British Columbia has made massive strides in improving access to cervical cancer screening through the roll-out of a province-wide cervical cancer self-screening program. Beginning on January 29, 2024, eligible women and individuals with a cervix will be able to order a quick, easy, and highly accurate test kit to screen for cervical cancer from their home. 

While Pap tests have historically been the primary screening model for cervical cancer, BC is now shifting towards self-administered HPV-based screening as it can detect the virus before it causes cancer. However, individuals who experience symptoms or prefer to have their screening sample collected by their healthcare provider can still schedule a Pap test with their healthcare provider. Symptoms include vaginal bleeding after sex, after menopause, between periods or periods that are heavier than normal, abnormal vaginal discharge (watery and strong odor or contains blood), and pelvic pain or pain during sex. If you have any concerns about potential symptoms, please consult with your healthcare provider.

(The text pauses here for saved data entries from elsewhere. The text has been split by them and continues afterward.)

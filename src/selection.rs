use crate::content::StageContent;
use std::collections::VecDeque;

/// Commands the UI emits. They queue up until the stage is running, then each
/// is consumed exactly once.
#[derive(Debug, Clone, PartialEq, Eq)]
pub enum StageCommand {
    /// Index into the skill-group list.
    SelectGroup(usize),
    /// Skill item name, matched against the flat skill list.
    SelectSkill(String),
    AdvanceCommits,
    CycleTheme,
}

#[derive(Debug, Default)]
pub struct CommandQueue {
    pending: VecDeque<StageCommand>,
}

impl CommandQueue {
    pub fn new() -> Self {
        Self::default()
    }

    pub fn push(&mut self, command: StageCommand) {
        self.pending.push_back(command);
    }

    pub fn len(&self) -> usize {
        self.pending.len()
    }

    pub fn is_empty(&self) -> bool {
        self.pending.is_empty()
    }

    /// Drains everything when `running`, otherwise leaves the queue untouched
    /// so commands fire once the stage gets there.
    pub fn drain_if(&mut self, running: bool) -> Vec<StageCommand> {
        if running {
            self.pending.drain(..).collect()
        } else {
            Vec::new()
        }
    }
}

/// Group link for a skill-group index, with the catch-all bucket as fallback.
pub fn group_link(content: &StageContent, index: usize) -> String {
    content
        .skills
        .get(index)
        .and_then(|group| group.group_link.clone())
        .unwrap_or_else(|| "common".to_string())
}

/// Every link name group selection decides over: declared models, promoted
/// overrides, the commit diorama and the sketch boards.
pub fn selectable_links(content: &StageContent) -> Vec<String> {
    let mut links: Vec<String> = content.models.iter().map(|m| m.link_name.clone()).collect();
    links.extend(content.overrides.iter().map(|o| o.link_name.clone()));
    links.push(crate::commit_graph::CONTAINER_NAME.to_string());
    links.extend(content.boards.iter().map(|b| b.name.clone()));
    links
}
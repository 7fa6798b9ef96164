use crate::assets::FileMeshSource;
use crate::config::{AppConfig, AppConfigOverrides};
use crate::content::StageContent;
use crate::lifecycle::{Orchestrator, PhaseHost};
use crate::renderer::window_surface::WindowSurface;
use crate::renderer::StageRenderer;
use crate::stage::Stage;
use crate::theme::{self, ThemeState};
use crate::time::Time;
use crate::ui;
use crate::input::InputState;
use anyhow::{Context, Result};
use glam::Vec2;
use winit::application::ApplicationHandler;
use winit::event::{ElementState, KeyEvent, MouseButton, MouseScrollDelta, WindowEvent};
use winit::event_loop::{ActiveEventLoop, EventLoop};
use winit::keyboard::{Key, NamedKey};

// egui
use egui::Context as EguiCtx;
use egui_wgpu::{Renderer as EguiRenderer, RendererOptions, ScreenDescriptor};
use egui_winit::State as EguiWinit;

const CONFIG_PATH: &str = "config/app.json";
const MODELS_DIR: &str = "assets/models";
const ORBIT_SENSITIVITY: f32 = 0.005;

pub async fn run() -> Result<()> {
    run_with_overrides(AppConfigOverrides::default()).await
}

pub async fn run_with_overrides(overrides: AppConfigOverrides) -> Result<()> {
    let mut config = AppConfig::load_or_default(CONFIG_PATH);
    config.apply_overrides(&overrides);
    let event_loop = EventLoop::new().context("Failed to create winit event loop")?;
    let mut app = App::new(config);
    event_loop.run_app(&mut app).context("Event loop execution failed")?;
    Ok(())
}

pub struct App {
    surface: WindowSurface,
    renderer: Option<StageRenderer>,
    stage: Stage,
    orchestrator: Orchestrator,
    time: Time,
    input: InputState,
    should_close: bool,

    // egui
    egui_ctx: EguiCtx,
    egui_winit: Option<EguiWinit>,
    egui_renderer: Option<EguiRenderer>,
    egui_screen: Option<ScreenDescriptor>,
}

impl App {
    pub fn new(config: AppConfig) -> Self {
        let content = StageContent::load_or_builtin(config.content_path.as_deref());
        let theme = ThemeState::load_or_default(theme::DEFAULT_THEME_PATH);
        let stage = Stage::new(
            content,
            config.stage.clone(),
            config.shadow.clone(),
            theme,
            Box::new(FileMeshSource::new(MODELS_DIR)),
        );
        let surface = WindowSurface::new(&config.window);
        Self {
            surface,
            renderer: None,
            stage,
            orchestrator: Orchestrator::new(),
            time: Time::new(),
            input: InputState::new(),
            should_close: false,
            egui_ctx: EguiCtx::default(),
            egui_winit: None,
            egui_renderer: None,
            egui_screen: None,
        }
    }

    fn init_egui(&mut self) {
        if self.egui_winit.is_none() {
            if let Some(window) = self.surface.window() {
                let state = EguiWinit::new(
                    self.egui_ctx.clone(),
                    egui::ViewportId::ROOT,
                    window,
                    Some(self.surface.pixels_per_point()),
                    window.theme(),
                    None,
                );
                self.egui_winit = Some(state);
            }
        }
        if self.egui_renderer.is_none() {
            match (self.surface.device(), self.surface.surface_format()) {
                (Ok(device), Ok(format)) => {
                    self.egui_renderer =
                        Some(EguiRenderer::new(device, format, RendererOptions::default()));
                }
                (Err(err), _) | (_, Err(err)) => {
                    eprintln!("[app] unable to initialize egui renderer: {err:?}");
                    self.should_close = true;
                    return;
                }
            }
        }
        let size = self.surface.size();
        self.egui_screen = Some(ScreenDescriptor {
            size_in_pixels: [size.width, size.height],
            pixels_per_point: self.surface.pixels_per_point(),
        });
    }

    fn render_frame(&mut self) {
        let viewport = self.surface.size();
        if viewport.width == 0 || viewport.height == 0 {
            return;
        }

        let raw_input = match (self.surface.window(), self.egui_winit.as_mut()) {
            (Some(window), Some(state)) => state.take_egui_input(window),
            _ => egui::RawInput::default(),
        };
        let full_output =
            self.egui_ctx.run(raw_input, |ctx| ui::draw(ctx, &mut self.stage, viewport));
        let egui::FullOutput { platform_output, textures_delta, shapes, .. } = full_output;
        if let (Some(window), Some(state)) = (self.surface.window(), self.egui_winit.as_mut()) {
            state.handle_platform_output(window, platform_output);
        }

        let frame = match self.surface.acquire_surface_frame() {
            Ok(frame) => frame,
            Err(err) => {
                eprintln!("[app] {err:?}");
                return;
            }
        };
        let (Ok(device), Ok(queue)) = (self.surface.device(), self.surface.queue()) else {
            return;
        };
        let Ok(depth_view) = self.surface.depth_view() else { return };
        let Some(renderer) = self.renderer.as_mut() else { return };

        let mut encoder = device
            .create_command_encoder(&wgpu::CommandEncoderDescriptor { label: Some("Frame Encoder") });
        if let Err(err) =
            renderer.render(device, queue, &mut encoder, frame.view(), depth_view, &self.stage, viewport)
        {
            eprintln!("[app] stage pass failed: {err:?}");
        }

        if let (Some(painter), Some(screen)) = (self.egui_renderer.as_mut(), self.egui_screen.as_ref())
        {
            for (id, delta) in &textures_delta.set {
                painter.update_texture(device, queue, *id, delta);
            }
            let paint_jobs = self.egui_ctx.tessellate(shapes, screen.pixels_per_point);
            let mut extra_cmd =
                painter.update_buffers(device, queue, &mut encoder, &paint_jobs, screen);
            {
                let mut pass = encoder.begin_render_pass(&wgpu::RenderPassDescriptor {
                    label: Some("Egui Pass"),
                    color_attachments: &[Some(wgpu::RenderPassColorAttachment {
                        view: frame.view(),
                        depth_slice: None,
                        resolve_target: None,
                        ops: wgpu::Operations {
                            load: wgpu::LoadOp::Load,
                            store: wgpu::StoreOp::Store,
                        },
                    })],
                    depth_stencil_attachment: None,
                    occlusion_query_set: None,
                    timestamp_writes: None,
                });
                let pass = unsafe {
                    std::mem::transmute::<&mut wgpu::RenderPass<'_>, &mut wgpu::RenderPass<'static>>(
                        &mut pass,
                    )
                };
                painter.render(pass, &paint_jobs, screen);
            }
            extra_cmd.push(encoder.finish());
            queue.submit(extra_cmd);
            for id in &textures_delta.free {
                painter.free_texture(id);
            }
        } else {
            queue.submit(Some(encoder.finish()));
        }
        frame.present();
    }
}

/// Bridges the orchestrator onto the app: engine phases touch the surface and
/// renderer, scene phases delegate to the stage.
struct AppHost<'a> {
    surface: &'a mut WindowSurface,
    renderer: &'a mut Option<StageRenderer>,
    stage: &'a mut Stage,
}

impl PhaseHost for AppHost<'_> {
    fn start_engine(&mut self) -> Result<()> {
        let (device, format) = (self.surface.device()?, self.surface.surface_format()?);
        *self.renderer = Some(StageRenderer::new(device, format));
        Ok(())
    }

    fn build_scene(&mut self) -> Result<()> {
        self.stage.build_scene()
    }

    fn setup_lighting(&mut self) -> Result<()> {
        self.stage.setup_lighting()
    }

    fn load_assets(&mut self) -> Result<()> {
        self.stage.load_assets()
    }

    fn process_assets(&mut self) -> Result<()> {
        self.stage.process_assets()
    }

    fn configure_shadows(&mut self) -> Result<()> {
        self.stage.configure_shadows()
    }

    fn start_render_loop(&mut self) -> Result<()> {
        let (device, queue) = self.surface.device_and_queue()?;
        if let Some(renderer) = self.renderer.as_mut() {
            renderer.upload_meshes(device, queue, &self.stage.meshes)?;
        }
        self.stage.start_presentation();
        if let Some(window) = self.surface.window() {
            window.request_redraw();
        }
        Ok(())
    }
}

impl ApplicationHandler for App {
    fn resumed(&mut self, event_loop: &ActiveEventLoop) {
        if let Err(err) = self.surface.ensure_window(event_loop) {
            eprintln!("[app] window init failed: {err:?}");
            self.should_close = true;
            return;
        }
        self.init_egui();

        // Copy out so the host can borrow the rest of the app mutably.
        let mut orchestrator = self.orchestrator;
        let mut host = AppHost {
            surface: &mut self.surface,
            renderer: &mut self.renderer,
            stage: &mut self.stage,
        };
        if let Err(err) = orchestrator.drive(&mut host) {
            eprintln!("[lifecycle] startup failed: {err:?}");
            self.should_close = true;
        }
        self.orchestrator = orchestrator;
    }

    fn window_event(&mut self, _el: &ActiveEventLoop, id: winit::window::WindowId, event: WindowEvent) {
        // egui gets the event first; consumed events stop here.
        let mut consumed = false;
        if let (Some(window), Some(state)) = (self.surface.window(), self.egui_winit.as_mut()) {
            if id == window.id() {
                let resp = state.on_window_event(window, &event);
                consumed = resp.consumed;
            }
        }
        if consumed && !matches!(event, WindowEvent::RedrawRequested | WindowEvent::Resized(_)) {
            return;
        }

        match event {
            WindowEvent::CloseRequested => self.should_close = true,
            WindowEvent::Resized(size) => {
                self.surface.resize(size);
                if let Some(screen) = self.egui_screen.as_mut() {
                    screen.size_in_pixels = [size.width, size.height];
                    screen.pixels_per_point = self.surface.pixels_per_point();
                }
            }
            WindowEvent::KeyboardInput {
                event: KeyEvent { logical_key: Key::Named(NamedKey::Escape), state, .. },
                ..
            } => {
                if state == ElementState::Pressed {
                    self.should_close = true;
                }
            }
            WindowEvent::CursorMoved { position, .. } => {
                let cursor = Vec2::new(position.x as f32, position.y as f32);
                if let Some(delta) = self.input.cursor_moved(cursor) {
                    self.stage.camera.yaw -= delta.x * ORBIT_SENSITIVITY;
                    self.stage.camera.pitch = (self.stage.camera.pitch - delta.y * ORBIT_SENSITIVITY)
                        .clamp(0.05, std::f32::consts::PI - 0.05);
                } else if self.orchestrator.is_running() {
                    self.stage.handle_cursor(cursor, self.surface.size());
                }
            }
            WindowEvent::CursorLeft { .. } => {
                self.input.cursor_left();
                self.stage.clear_hover();
            }
            WindowEvent::MouseInput { state, button, .. } => match button {
                MouseButton::Left => {
                    if state == ElementState::Pressed && self.orchestrator.is_running() {
                        if let Some(cursor) = self.input.cursor() {
                            self.stage.handle_click(cursor, self.surface.size());
                        }
                    }
                }
                MouseButton::Right => {
                    self.input.set_dragging(state == ElementState::Pressed);
                }
                _ => {}
            },
            WindowEvent::MouseWheel { delta, .. } => {
                let lines = match delta {
                    MouseScrollDelta::LineDelta(_, y) => y,
                    MouseScrollDelta::PixelDelta(pos) => pos.y as f32 / 40.0,
                };
                self.stage.camera.radius =
                    (self.stage.camera.radius * (1.0 - lines * 0.1)).clamp(0.5, 60.0);
            }
            WindowEvent::RedrawRequested => self.render_frame(),
            _ => {}
        }
    }

    fn about_to_wait(&mut self, event_loop: &ActiveEventLoop) {
        if self.should_close {
            event_loop.exit();
            return;
        }
        self.time.tick();
        let dt = self.time.delta_seconds();

        self.stage.apply_commands(self.orchestrator.is_running());
        self.stage.tick(dt, self.surface.size());

        // The sketch board repaints its texture in place.
        let dirty = self
            .stage
            .sketch
            .as_mut()
            .map(|sketch| (sketch.take_dirty(), sketch.mesh_index))
            .filter(|(dirty, _)| *dirty);
        if let Some((_, mesh_index)) = dirty {
            if let (Ok(queue), Some(renderer), Some(sketch)) =
                (self.surface.queue(), self.renderer.as_mut(), self.stage.sketch.as_ref())
            {
                if let Err(err) = renderer.update_texture(queue, mesh_index, sketch.texture()) {
                    eprintln!("[app] sketch texture update failed: {err:?}");
                }
            }
        }

        if let Some(window) = self.surface.window() {
            window.request_redraw();
        }
    }
}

Learn more about the self-screening process through this brochure from BC Cancer.

Cervical cancer is the fourth most common cancer in women globally. Rates of cervical cancer are among the fastest increasing among females in Canada, but it is largely preventable through HPV immunization and cervical screening programs. 

The self-administered HPV test means that patients can easily self-collect at home or at their healthcare provider’s office. This is an expansion of the BC Cancer CervixCheck pilot program launched in 2021, when people in specific communities could order cervix self-screening kits. 

“British Columbia is one of the first provinces to move from Pap screening to HPV testing. The exciting thing is this is a more accurate test. It’s a test that can be made very easily more accessible through self-collection. So, I think with that we’ll be able to expand screening to as many folks who want it around the province,” Dr. Gina Oglivie said in an interview with Provincial Health Services BCDr. Oglivie, a Gynecologic Cancer Initiative researcher specializing in women’s health and reproductive infectious diseases, has been among the many researchers and providers driving this shift towards cervix self-screening.

Cancer screening programs are extremely important because they allow earlier detection among people with no identifiable symptoms. This can improve health outcomes by allowing earlier intervention and reducing demands on the healthcare system.

Self-screening helps address some of the challenges women and individuals with a cervix face when seeking traditional cervical cancer screening. Obstacles can include cultural barriers, history of trauma, need for transportation, childcare, and booking time off from work. Self-screening removes several of these barriers and allows for more equitable access to cervical cancer screening.

“Cervix self screening provides choice and autonomy for British Columbians to screen for cervical cancer however they feel most comfortable. Cervical cancer is almost entirely preventable and through a combination of vaccination and participation in HPV-based screening we aim to attain that goal by 2040,” says BC Cancer surgical gynecologic oncologist Dr. Lily Proctor.

The Gynecologic Cancer Initiative is excited for the rollout of self-screening for cervical cancer in BC. This is an incredible step towards reducing cervical cancer rates and we hope other provinces will follow.